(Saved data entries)

··········

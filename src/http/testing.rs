//! Scripted [`HttpBackend`] used by unit tests.

use std::collections::VecDeque;
use std::sync::{Arc, Mutex, PoisonError};
use std::time::Duration;

use async_trait::async_trait;
use reqwest::Method;
use serde_json::Value;
use tokio::time::Instant;

use super::backend::HttpBackend;
use super::request::{ApiRequest, ApiResponse};
use crate::error::ClientError;

#[derive(Debug, Clone)]
pub(crate) struct RecordedCall {
    pub(crate) method: Method,
    pub(crate) path: String,
    pub(crate) query: Vec<(String, String)>,
    pub(crate) body: Option<Value>,
    pub(crate) bearer: Option<String>,
    pub(crate) at: Instant,
}

impl RecordedCall {
    pub(crate) fn query_value(&self, name: &str) -> Option<&str> {
        self.query
            .iter()
            .find(|(k, _)| k == name)
            .map(|(_, v)| v.as_str())
    }
}

#[derive(Debug, Clone)]
enum Reply {
    Response(ApiResponse),
    NetworkError,
}

#[derive(Debug, Default)]
pub(crate) struct MockBackend {
    script: Mutex<VecDeque<Reply>>,
    fallback: Mutex<Option<ApiResponse>>,
    latency: Mutex<Duration>,
    calls: Mutex<Vec<RecordedCall>>,
}

fn lock<T>(m: &Mutex<T>) -> std::sync::MutexGuard<'_, T> {
    m.lock().unwrap_or_else(PoisonError::into_inner)
}

impl MockBackend {
    pub(crate) fn new() -> Arc<Self> {
        Arc::new(Self::default())
    }

    pub(crate) fn clone_dyn(self: &Arc<Self>) -> Arc<dyn HttpBackend> {
        Arc::clone(self) as Arc<dyn HttpBackend>
    }

    /// Queues one response.
    pub(crate) fn respond(&self, status: u16, body: Value) {
        lock(&self.script).push_back(Reply::Response(ApiResponse { status, body }));
    }

    /// Queues one connection failure.
    pub(crate) fn fail_network(&self) {
        lock(&self.script).push_back(Reply::NetworkError);
    }

    /// Response used once the script is empty (default: `200 null`).
    pub(crate) fn always(&self, status: u16, body: Value) {
        *lock(&self.fallback) = Some(ApiResponse { status, body });
    }

    pub(crate) fn set_latency(&self, latency: Duration) {
        *lock(&self.latency) = latency;
    }

    pub(crate) fn calls(&self) -> Vec<RecordedCall> {
        lock(&self.calls).clone()
    }

    pub(crate) fn call_count(&self) -> usize {
        lock(&self.calls).len()
    }
}

#[async_trait]
impl HttpBackend for MockBackend {
    async fn execute(
        &self,
        request: &ApiRequest,
        bearer: Option<&str>,
        _timeout: Duration,
    ) -> Result<ApiResponse, ClientError> {
        lock(&self.calls).push(RecordedCall {
            method: request.method.clone(),
            path: request.path.clone(),
            query: request.query.clone(),
            body: request.body.clone(),
            bearer: bearer.map(str::to_string),
            at: Instant::now(),
        });
        let reply = lock(&self.script).pop_front();
        let latency = *lock(&self.latency);
        if !latency.is_zero() {
            tokio::time::sleep(latency).await;
        }
        match reply {
            Some(Reply::Response(response)) => Ok(response),
            Some(Reply::NetworkError) => Err(ClientError::network("connection refused")),
            None => Ok(lock(&self.fallback).clone().unwrap_or(ApiResponse {
                status: 200,
                body: Value::Null,
            })),
        }
    }
}
//! TTL cache with stale-while-revalidate and in-flight coalescing.

use std::collections::HashMap;
use std::fmt;
use std::future::Future;
use std::sync::{Arc, Mutex, MutexGuard, PoisonError};
use std::time::Duration;

use futures_util::FutureExt;
use futures_util::future::{BoxFuture, Shared};
use tokio::time::Instant;

use super::key::CacheKey;
use super::policy::Freshness;
use crate::error::ClientError;

type SharedFetch<V> = Shared<BoxFuture<'static, Result<V, ClientError>>>;

struct CacheEntry<V> {
    payload: V,
    stored_at: Instant,
    ttl: Duration,
}

struct PendingRequest<V> {
    id: u64,
    fetch: SharedFetch<V>,
    background: bool,
}

struct State<V> {
    entries: HashMap<CacheKey, CacheEntry<V>>,
    pending: HashMap<CacheKey, PendingRequest<V>>,
    next_id: u64,
}

/// What the cache holds for a key right now.
#[derive(Debug, Clone, PartialEq, Eq)]
pub enum Lookup<V> {
    /// Younger than half its TTL.
    Fresh(V),
    /// In the second half of its TTL.
    Stale(V),
    /// Past its TTL; only usable as an error fallback.
    Expired(V),
    /// Nothing cached.
    Miss,
}

/// Drops the pending marker of fetch `id` when its task ends, including
/// by panic or abort. A no-op once the task has settled normally.
struct PendingRelease<V> {
    state: Arc<Mutex<State<V>>>,
    key: CacheKey,
    id: u64,
}

impl<V> Drop for PendingRelease<V> {
    fn drop(&mut self) {
        let mut state = lock(&self.state);
        if state.pending.get(&self.key).is_some_and(|p| p.id == self.id) {
            state.pending.remove(&self.key);
            tracing::warn!(key = %self.key, "fetch task ended without a result");
        }
    }
}
//! The client façade.
//!
//! [`ChatClient`] builds every component from one [`ClientConfig`] and
//! shares the credential store between the persistent connection and the
//! data API. It also closes the connection when the request layer ends
//! the session, so a rejected credential is not kept alive on the socket.

use std::fmt;
use std::sync::{Arc, Mutex, PoisonError};

use chrono::Utc;
use serde_json::Value;
use tokio::sync::broadcast::{self, error::RecvError};
use tokio::task::JoinHandle;

use crate::api::dto::{BulkReadReceipt, ReadReceipt, TypingStatus};
use crate::api::{ChatApi, to_body};
use crate::config::ClientConfig;
use crate::connection::ConnectionManager;
use crate::error::ClientError;
use crate::events::{EventDispatcher, SessionBus, SessionEvent};
use crate::http::{CredentialStore, HttpBackend, RequestClient, ReqwestBackend, TokenStore};
use crate::transport::{Connector, Payload, SubscriptionHandle, WsConnector, destinations};

/// Real-time connection plus cached data API for one user session.
pub struct ChatClient {
    credentials: Arc<TokenStore>,
    connection: ConnectionManager,
    api: ChatApi,
    session: SessionBus,
    watcher: Mutex<Option<JoinHandle<()>>>,
}

impl fmt::Debug for ChatClient {
    fn fmt(&self, f: &mut fmt::Formatter<'_>) -> fmt::Result {
        f.debug_struct("ChatClient")
            .field("connection", &self.connection)
            .field("api", &self.api)
            .finish_non_exhaustive()
    }
}

impl ChatClient {
    /// Builds a client talking to the configured backend over websockets
    /// and `reqwest`.
    #[must_use]
    pub fn new(config: ClientConfig) -> Self {
        let backend: Arc<dyn HttpBackend> =
            Arc::new(ReqwestBackend::new(config.request.base_url.clone()));
        let credentials = Arc::new(
            TokenStore::new(config.request.credential_lifetime)
                .with_refresh_backend(Arc::clone(&backend), config.request.timeout),
        );
        let connector: Arc<dyn Connector> =
            Arc::new(WsConnector::new(config.connection.endpoint.clone()));
        Self::with_parts(config, connector, backend, credentials)
    }

    /// Builds a client over caller-supplied transport and HTTP backends.
    ///
    /// The session watcher is only started when called inside a Tokio
    /// runtime.
    #[must_use]
    pub fn with_parts(
        config: ClientConfig,
        connector: Arc<dyn Connector>,
        backend: Arc<dyn HttpBackend>,
        credentials: Arc<TokenStore>,
    ) -> Self {
        let session = SessionBus::new(config.session_bus_capacity);
        let store: Arc<dyn CredentialStore> = Arc::clone(&credentials) as Arc<dyn CredentialStore>;
        let connection = ConnectionManager::new(
            config.connection,
            connector,
            Arc::clone(&store),
            EventDispatcher::new(),
        );
        let request = RequestClient::new(config.request, backend, store, session.clone());
        let api = ChatApi::new(Arc::new(request), config.cache);

        let watcher = match tokio::runtime::Handle::try_current() {
            Ok(runtime) => Some(runtime.spawn(watch_session(session.subscribe(), connection.clone()))),
            Err(_) => {
                tracing::warn!("no tokio runtime; session end will not close the connection");
                None
            }
        };

        Self {
            credentials,
            connection,
            api,
            session,
            watcher: Mutex::new(watcher),
        }
    }

    /// The persistent connection.
    #[must_use]
    pub fn connection(&self) -> &ConnectionManager {
        &self.connection
    }

    /// The data API.
    #[must_use]
    pub fn api(&self) -> &ChatApi {
        &self.api
    }

    /// Lifecycle event listeners.
    #[must_use]
    pub fn events(&self) -> &EventDispatcher {
        self.connection.events()
    }

    /// Session-ended notifications.
    #[must_use]
    pub fn session_bus(&self) -> &SessionBus {
        &self.session
    }

    /// The shared credential store.
    #[must_use]
    pub fn credentials(&self) -> &Arc<TokenStore> {
        &self.credentials
    }

    /// Logs in over the data API, then opens the persistent connection.
    ///
    /// # Errors
    ///
    /// The login failure, or the first connect failure (a reconnect is
    /// then already scheduled).
    pub async fn login(&self, email: &str, password: &str) -> Result<Value, ClientError> {
        let user = self.api.login(email, password).await?;
        self.connection.connect().await?;
        Ok(user)
    }

    /// Opens the persistent connection with the stored credential.
    ///
    /// # Errors
    ///
    /// See [`ConnectionManager::connect`].
    pub async fn connect(&self) -> Result<(), ClientError> {
        self.connection.connect().await
    }

    /// Subscribes to a conversation's event topic.
    pub fn subscribe_to_conversation<F>(&self, conversation_id: &str, handler: F) -> SubscriptionHandle
    where
        F: Fn(&Payload) + Send + Sync + 'static,
    {
        self.connection
            .subscribe(&destinations::conversation(conversation_id), handler)
    }

    /// Drops the subscription to a conversation's topic.
    pub fn unsubscribe_from_conversation(&self, conversation_id: &str) -> bool {
        self.connection
            .unsubscribe(&destinations::conversation(conversation_id))
    }

    /// Subscribes to the user's notification queue.
    pub fn subscribe_to_notifications<F>(&self, handler: F) -> SubscriptionHandle
    where
        F: Fn(&Payload) + Send + Sync + 'static,
    {
        self.connection.subscribe(destinations::NOTIFICATIONS, handler)
    }

    /// Publishes the user's typing status in a conversation.
    ///
    /// # Errors
    ///
    /// See [`ConnectionManager::publish`].
    pub async fn send_typing_status(&self, conversation_id: &str, is_typing: bool) -> Result<(), ClientError> {
        let body = to_body(&TypingStatus {
            conversation_id: conversation_id.to_string(),
            user_id: self.credentials.user_id(),
            is_typing,
        })?;
        self.connection
            .publish(&destinations::typing(conversation_id), &body)
            .await
    }

    /// Publishes a read receipt for one message.
    ///
    /// # Errors
    ///
    /// [`ClientError::AuthRequired`] when the user id is unknown; otherwise
    /// see [`ConnectionManager::publish`].
    pub async fn send_read_receipt(&self, conversation_id: &str, message_id: &str) -> Result<(), ClientError> {
        let user_id = self.credentials.user_id().ok_or(ClientError::AuthRequired)?;
        let body = to_body(&ReadReceipt {
            message_id: message_id.to_string(),
            user_id,
            timestamp: Utc::now(),
        })?;
        self.connection
            .publish(&destinations::read_receipt(conversation_id), &body)
            .await
    }

    /// Publishes one read receipt covering several messages.
    ///
    /// # Errors
    ///
    /// As [`ChatClient::send_read_receipt`]; an empty id list is
    /// [`ClientError::InvalidRequest`].
    pub async fn send_bulk_read_receipt(
        &self,
        conversation_id: &str,
        message_ids: &[String],
    ) -> Result<(), ClientError> {
        if message_ids.is_empty() {
            return Err(ClientError::InvalidRequest("no message ids".into()));
        }
        let user_id = self.credentials.user_id().ok_or(ClientError::AuthRequired)?;
        let body = to_body(&BulkReadReceipt {
            message_ids: message_ids.to_vec(),
            user_id,
        })?;
        self.connection
            .publish(&destinations::bulk_read_receipt(conversation_id), &body)
            .await
    }

    /// Logs out: closes the connection and clears the session.
    ///
    /// # Errors
    ///
    /// See [`ChatApi::logout`]; the connection is closed regardless.
    pub async fn logout(&self) -> Result<(), ClientError> {
        self.connection.disconnect();
        self.api.logout().await
    }

    /// Closes the connection, drops all listeners and subscriptions, and
    /// stops the session watcher. In-flight HTTP calls are left to finish.
    pub fn shutdown(&self) {
        if let Some(watcher) = self
            .watcher
            .lock()
            .unwrap_or_else(PoisonError::into_inner)
            .take()
        {
            watcher.abort();
        }
        self.connection.shutdown();
        self.api.cache().clear();
        tracing::info!("client shut down");
    }
}

impl Drop for ChatClient {
    fn drop(&mut self) {
        if let Some(watcher) = self
            .watcher
            .get_mut()
            .unwrap_or_else(PoisonError::into_inner)
            .take()
        {
            watcher.abort();
        }
    }
}

/// Closes the connection whenever the session ends.
async fn watch_session(mut rx: broadcast::Receiver<SessionEvent>, connection: ConnectionManager) {
    loop {
        match rx.recv().await {
            Ok(SessionEvent::Ended { reason, .. }) => {
                tracing::info!(?reason, "session ended; closing connection");
                connection.disconnect();
            }
            Err(RecvError::Lagged(skipped)) => {
                tracing::warn!(skipped, "session watcher lagged");
                connection.disconnect();
            }
            Err(RecvError::Closed) => break,
        }
    }
}

#[cfg(test)]
#[allow(clippy::panic)]
mod tests {
    use std::time::Duration;

    use serde_json::json;

    use super::*;
    use crate::connection::ConnectionState;
    use crate::events::EventChannel;
    use crate::http::testing::MockBackend;
    use crate::transport::Command;
    use crate::transport::testing::{MockConnector, MockLink};

    struct Harness {
        client: ChatClient,
        connector: Arc<MockConnector>,
        backend: Arc<MockBackend>,
    }

    fn harness() -> Harness {
        let connector = MockConnector::new();
        let backend = MockBackend::new();
        let credentials = Arc::new(TokenStore::new(Duration::from_secs(3600)));
        credentials.store("tok", None, Some("u1"));
        let client = ChatClient::with_parts(
            ClientConfig::default(),
            Arc::clone(&connector) as Arc<dyn Connector>,
            backend.clone_dyn(),
            credentials,
        );
        Harness {
            client,
            connector,
            backend,
        }
    }

    async fn settle() {
        for _ in 0..50 {
            tokio::task::yield_now().await;
        }
    }

    fn link(h: &Harness) -> MockLink {
        let Some(link) = h.connector.last_link() else {
            panic!("no transport opened");
        };
        link
    }

    #[tokio::test(start_paused = true)]
    async fn subscriptions_made_before_connect_are_sent() {
        let h = harness();
        let conversation = h.client.subscribe_to_conversation("c1", |_| {});
        let notifications = h.client.subscribe_to_notifications(|_| {});
        assert!(!conversation.is_active());
        assert!(!notifications.is_active());

        assert_eq!(h.client.connect().await, Ok(()));
        assert_eq!(
            link(&h).subscribed(),
            vec!["/topic/conversations/c1", "/user/queue/notifications"]
        );
        assert!(h.client.unsubscribe_from_conversation("c1"));
    }

    #[tokio::test(start_paused = true)]
    async fn typing_and_receipts_are_published() {
        let h = harness();
        assert_eq!(h.client.send_typing_status("c1", true).await, Ok(()));
        assert_eq!(h.client.send_read_receipt("c1", "m1").await, Ok(()));
        let ids = vec!["m1".to_string(), "m2".to_string()];
        assert_eq!(h.client.send_bulk_read_receipt("c1", &ids).await, Ok(()));
        settle().await;

        let sends: Vec<_> = link(&h)
            .sent()
            .into_iter()
            .filter(|f| f.command == Command::Send)
            .collect();
        assert_eq!(sends.len(), 3);

        let typing = sends.first();
        assert_eq!(
            typing.and_then(|f| f.get("destination")),
            Some("/app/conversations/c1/typing")
        );
        let body: Option<Value> = typing.and_then(|f| serde_json::from_str(&f.body).ok());
        assert_eq!(
            body,
            Some(json!({"conversationId": "c1", "userId": "u1", "isTyping": true}))
        );

        let receipt: Option<Value> = sends.get(1).and_then(|f| serde_json::from_str(&f.body).ok());
        assert_eq!(
            receipt.as_ref().and_then(|r| r.get("messageId")),
            Some(&json!("m1"))
        );
        assert!(receipt.as_ref().and_then(|r| r.get("timestamp")).is_some());
        assert_eq!(
            sends.get(2).and_then(|f| f.get("destination")),
            Some("/app/chat/c1/read-bulk")
        );
    }

    #[tokio::test(start_paused = true)]
    async fn receipts_need_a_user_and_ids() {
        let h = harness();
        assert!(matches!(
            h.client.send_bulk_read_receipt("c1", &[]).await,
            Err(ClientError::InvalidRequest(_))
        ));
        h.client.credentials().clear();
        assert_eq!(
            h.client.send_read_receipt("c1", "m1").await,
            Err(ClientError::AuthRequired)
        );
        assert_eq!(h.connector.open_count(), 0);
    }

    #[tokio::test(start_paused = true)]
    async fn rejected_credential_closes_the_connection() {
        let h = harness();
        assert_eq!(h.client.connect().await, Ok(()));
        h.backend.respond(401, json!({}));

        assert_eq!(h.client.api().current_user().await, Err(ClientError::AuthExpired));
        settle().await;
        assert_eq!(h.client.connection().state(), ConnectionState::Disconnected);
        assert!(link(&h).sent_commands().contains(&Command::Disconnect));
        assert_eq!(h.client.connection().reconnect_status().pending_delay, None);
    }

    #[tokio::test(start_paused = true)]
    async fn login_then_connect() {
        let h = harness();
        h.client.credentials().clear();
        h.backend.respond(200, json!({"token": "fresh", "userId": "u9"}));

        assert!(h.client.login("a@b.c", "pw").await.is_ok());
        assert!(h.client.connection().is_connected());
        let connect = link(&h).sent().into_iter().find(|f| f.command == Command::Connect);
        assert_eq!(
            connect.as_ref().and_then(|f| f.get("Authorization")),
            Some("Bearer fresh")
        );
    }

    #[tokio::test(start_paused = true)]
    async fn shutdown_clears_listeners_and_connection() {
        let h = harness();
        let _handle = h.client.events().on_connect(|_| Ok(()));
        assert_eq!(h.client.connect().await, Ok(()));
        h.client.subscribe_to_notifications(|_| {});

        h.client.shutdown();
        assert_eq!(h.client.connection().state(), ConnectionState::Disconnected);
        assert_eq!(h.client.events().listener_count(EventChannel::Connect), 0);
        assert!(h.client.connection().registry().is_empty());
    }
}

··········

Could you reproduce exactly the lines of the entries above, from the one with "m.lock().unwrap_or_else(PoisonError::into_inner)" through the one with "Queues one response.", and nothing else?

Completed exercise
    m.lock().unwrap_or_else(PoisonError::into_inner)
}

impl MockBackend {
    pub(crate) fn new() -> Arc<Self> {
        Arc::new(Self::default())
    }

    pub(crate) fn clone_dyn(self: &Arc<Self>) -> Arc<dyn HttpBackend> {
        Arc::clone(self) as Arc<dyn HttpBackend>
    }

    /// Queues one response.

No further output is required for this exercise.